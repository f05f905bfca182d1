//! Error handling for the bridge service
//!
//! Only configuration errors are fatal. Everything raised while the bridge is
//! running is logged at the point of failure and the affected operation dropped.

use thiserror::Error;

use crate::xmlrpc::RpcError;

/// Bridge service error type
#[derive(Error, Debug)]
pub enum BridgeError {
    /// Configuration errors (invalid filter pattern, missing address, bad URL)
    #[error("Configuration error: {0}")]
    ConfigError(String),

    /// Outgoing RPC call failed (transport or controller fault)
    #[error("RPC error: {0}")]
    RpcError(#[from] RpcError),

    /// MQTT client errors
    #[error("MQTT error: {0}")]
    MqttError(String),

    /// Input/Output operation errors
    #[error("IO error: {0}")]
    IoError(#[from] std::io::Error),

    /// Internal errors (task join, channel closed)
    #[error("Internal error: {0}")]
    InternalError(String),
}

/// Result type alias for the bridge service
pub type Result<T> = std::result::Result<T, BridgeError>;

impl BridgeError {
    pub fn config(msg: impl Into<String>) -> Self {
        BridgeError::ConfigError(msg.into())
    }

    pub fn mqtt(msg: impl Into<String>) -> Self {
        BridgeError::MqttError(msg.into())
    }

    pub fn internal(msg: impl Into<String>) -> Self {
        BridgeError::InternalError(msg.into())
    }

    /// Whether the error must stop the process at startup
    pub fn is_fatal(&self) -> bool {
        matches!(self, BridgeError::ConfigError(_) | BridgeError::IoError(_))
    }
}

// ============================================================================
// From implementations for external error types
// ============================================================================

impl From<figment::Error> for BridgeError {
    fn from(err: figment::Error) -> Self {
        BridgeError::ConfigError(err.to_string())
    }
}

impl From<regex::Error> for BridgeError {
    fn from(err: regex::Error) -> Self {
        BridgeError::ConfigError(format!("Invalid filter pattern: {}", err))
    }
}

impl From<url::ParseError> for BridgeError {
    fn from(err: url::ParseError) -> Self {
        BridgeError::ConfigError(format!("Invalid URL: {}", err))
    }
}

impl From<rumqttc::ClientError> for BridgeError {
    fn from(err: rumqttc::ClientError) -> Self {
        BridgeError::MqttError(err.to_string())
    }
}

impl From<tokio::task::JoinError> for BridgeError {
    fn from(err: tokio::task::JoinError) -> Self {
        BridgeError::InternalError(format!("Task failed: {}", err))
    }
}
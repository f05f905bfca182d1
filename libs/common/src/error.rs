use thiserror::Error;

/// Basic library error type
#[derive(Debug, Error)]
pub enum Error {
    /// Logging setup error
    #[error("Logging error: {0}")]
    Logging(String),

    /// Configuration error
    #[error("Configuration error: {0}")]
    Config(String),

    /// IO error
    #[error("IO error: {0}")]
    Io(#[from] std::io::Error),
}

/// Error result type
pub type Result<T> = std::result::Result<T, Error>;

impl From<tracing_subscriber::filter::ParseError> for Error {
    fn from(err: tracing_subscriber::filter::ParseError) -> Self {
        Error::Config(err.to_string())
    }
}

§ Work required: Search the records for the word "rumqttc" and copy out every line that holds it.

§ Your response:
impl From<rumqttc::ClientError> for BridgeError {
    fn from(err: rumqttc::ClientError) -> Self {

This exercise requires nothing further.